### Supplied records
# # # #

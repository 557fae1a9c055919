mod config;
mod error;
mod form;
mod logging;
mod models;
mod query;
mod run;
mod sheet;
mod store;
mod ui;

use anyhow::Result;

fn main() -> Result<()> {
    let args: Vec<String> = std::env::args().collect();
    let mut config = config::Config::from_env()?;
    let args = config.apply_flags(&args)?;
    config.ensure_data_dir()?;

    match args.len() {
        0 | 1 => {
            logging::init_for_tui(&config)?;
            run::as_tui(&config)
        }
        _ => {
            logging::init_for_cli()?;
            run::as_cli(&args, &config)
        }
    }
}
use rust_decimal::Decimal;

use crate::models::{Currency, Record, StoredRecord};

#[derive(Debug, Clone, Copy, PartialEq, Eq)]
pub(crate) enum GroupBy {
    Company,
    CompanyCurrency,
    Currency,
    Status,
    Unit,
}

impl GroupBy {
    /// Key column names; `party` names the company column of the ledger.
    pub(crate) fn headers(&self, party: &'static str) -> Vec<&'static str> {
        match self {
            Self::Company => vec![party],
            Self::CompanyCurrency => vec![party, "Currency"],
            Self::Currency => vec!["Currency"],
            Self::Status => vec!["Status"],
            Self::Unit => vec!["Unit"],
        }
    }

    pub(crate) fn parse(s: &str) -> Option<Self> {
        match s.trim().to_lowercase().as_str() {
            "company" | "subject" => Some(Self::Company),
            "company+currency" | "company-currency" | "cc" => Some(Self::CompanyCurrency),
            "currency" => Some(Self::Currency),
            "status" => Some(Self::Status),
            "unit" => Some(Self::Unit),
            _ => None,
        }
    }

    pub(crate) fn all() -> &'static [GroupBy] {
        &[
            Self::Company,
            Self::CompanyCurrency,
            Self::Currency,
            Self::Status,
            Self::Unit,
        ]
    }

    fn key(&self, record: &Record) -> Vec<String> {
        let status = || {
            record
                .status
                .map(|s| s.as_str().to_string())
                .unwrap_or_else(|| "-".into())
        };
        match self {
            Self::Company => vec![record.company.clone()],
            Self::CompanyCurrency => vec![record.company.clone(), record.currency.to_string()],
            Self::Currency => vec![record.currency.to_string()],
            Self::Status => vec![status()],
            Self::Unit => vec![record.unit.to_string()],
        }
    }
}

impl std::fmt::Display for GroupBy {
    fn fmt(&self, f: &mut std::fmt::Formatter<'_>) -> std::fmt::Result {
        write!(f, "{}", self.headers("Company").join(" + "))
    }
}

#[derive(Debug, Clone, Copy, PartialEq, Eq)]
pub(crate) enum Measure {
    TotalPrice,
    Quantity,
}

impl Measure {
    pub(crate) fn of(&self, record: &Record) -> Decimal {
        match self {
            Self::TotalPrice => record.total_price(),
            Self::Quantity => record.quantity,
        }
    }
}

#[derive(Debug, Clone, PartialEq)]
pub(crate) struct GroupTotal {
    pub(crate) key: Vec<String>,
    pub(crate) total: Decimal,
    pub(crate) count: usize,
}

impl GroupTotal {
    pub(crate) fn label(&self) -> String {
        self.key.join(" / ")
    }
}

/// Per-key sums in first-seen order. Only keys present in the input appear.
pub(crate) fn group_totals<'a, I>(
    records: I,
    group_by: GroupBy,
    measure: Measure,
) -> Vec<GroupTotal>
where
    I: IntoIterator<Item = &'a StoredRecord>,
{
    let mut groups: Vec<GroupTotal> = Vec::new();
    for record in records {
        let key = group_by.key(record);
        let value = measure.of(record);
        match groups.iter_mut().find(|g| g.key == key) {
            Some(group) => {
                group.total = group.total.saturating_add(value);
                group.count += 1;
            }
            None => groups.push(GroupTotal {
                key,
                total: value,
                count: 1,
            }),
        }
    }
    groups
}

pub(crate) fn sum<'a, I>(records: I, measure: Measure) -> Decimal
where
    I: IntoIterator<Item = &'a StoredRecord>,
{
    records
        .into_iter()
        .fold(Decimal::ZERO, |acc, r| acc.saturating_add(measure.of(r)))
}

/// Total price of the rows still marked unpaid; the "total owed" metric.
pub(crate) fn unpaid_total<'a, I>(records: I) -> Decimal
where
    I: IntoIterator<Item = &'a StoredRecord>,
{
    records
        .into_iter()
        .filter(|r| r.is_unpaid())
        .fold(Decimal::ZERO, |acc, r| acc.saturating_add(r.total_price()))
}

/// Totals per currency, first-seen order. Amounts in different currencies are
/// never added together.
pub(crate) fn totals_by_currency<'a, I>(records: I) -> Vec<(Currency, Decimal)>
where
    I: IntoIterator<Item = &'a StoredRecord>,
{
    let mut totals: Vec<(Currency, Decimal)> = Vec::new();
    for record in records {
        let value = record.total_price();
        match totals.iter_mut().find(|(c, _)| *c == record.currency) {
            Some((_, total)) => *total = total.saturating_add(value),
            None => totals.push((record.currency, value)),
        }
    }
    totals
}
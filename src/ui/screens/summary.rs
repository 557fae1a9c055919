use ratatui::{
    layout::{Constraint, Rect},
    text::{Line, Span},
    widgets::{Cell, Paragraph, Row, Table},
    Frame,
};

use crate::ui::app::App;
use crate::ui::theme;
use crate::ui::util::{format_totals, truncate};

pub(crate) fn render(f: &mut Frame, area: Rect, app: &App) {
    let title = format!("Totals by {} ({} groups)", app.group_by, app.group_totals.len());

    if app.group_totals.is_empty() {
        let msg = vec![
            Line::from(""),
            Line::from(Span::styled("Nothing to total", theme::dim_style())),
            Line::from(""),
            Line::from(Span::styled(
                "Change grouping with :group company|company-currency|currency|status|unit",
                theme::dim_style(),
            )),
        ];
        f.render_widget(Paragraph::new(msg).centered().block(theme::panel(title)), area);
        return;
    }

    let mut header_cells: Vec<Cell> = app
        .group_by
        .headers(app.ledger.schema().party_label())
        .into_iter()
        .map(|h| Cell::from(h).style(theme::header_style()))
        .collect();
    header_cells.push(Cell::from("Total Owed").style(theme::header_style()));
    header_cells.push(Cell::from("Rows").style(theme::header_style()));
    let header = Row::new(header_cells).height(1);

    let rows: Vec<Row> = app
        .group_totals
        .iter()
        .enumerate()
        .skip(app.summary_scroll)
        .take(area.height.saturating_sub(4) as usize)
        .map(|(i, group)| {
            let style = if i == app.summary_index {
                theme::selected_style()
            } else if i % 2 == 1 {
                theme::alt_row_style()
            } else {
                theme::normal_style()
            };
            let mut cells: Vec<Cell> = group
                .key
                .iter()
                .map(|k| Cell::from(truncate(k, 32)))
                .collect();
            cells.push(Cell::from(group.total.to_string()));
            cells.push(Cell::from(group.count.to_string()));
            Row::new(cells).style(style)
        })
        .collect();

    let mut widths: Vec<Constraint> = app
        .group_by
        .headers(app.ledger.schema().party_label())
        .iter()
        .map(|_| Constraint::Min(12))
        .collect();
    widths.push(Constraint::Length(18));
    widths.push(Constraint::Length(6));

    let footer = Row::new(vec![Cell::from(Span::styled(
        format!("All: {}", format_totals(&app.view_totals)),
        theme::dim_style(),
    ))]);

    let table = Table::new(rows, widths)
        .header(header)
        .footer(footer)
        .block(theme::panel(title));

    f.render_widget(table, area);
}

# # # #

Look through the data above. Copy every line with the string "TotalPrice" in it.

    TotalPrice,
            Self::TotalPrice => record.total_price(),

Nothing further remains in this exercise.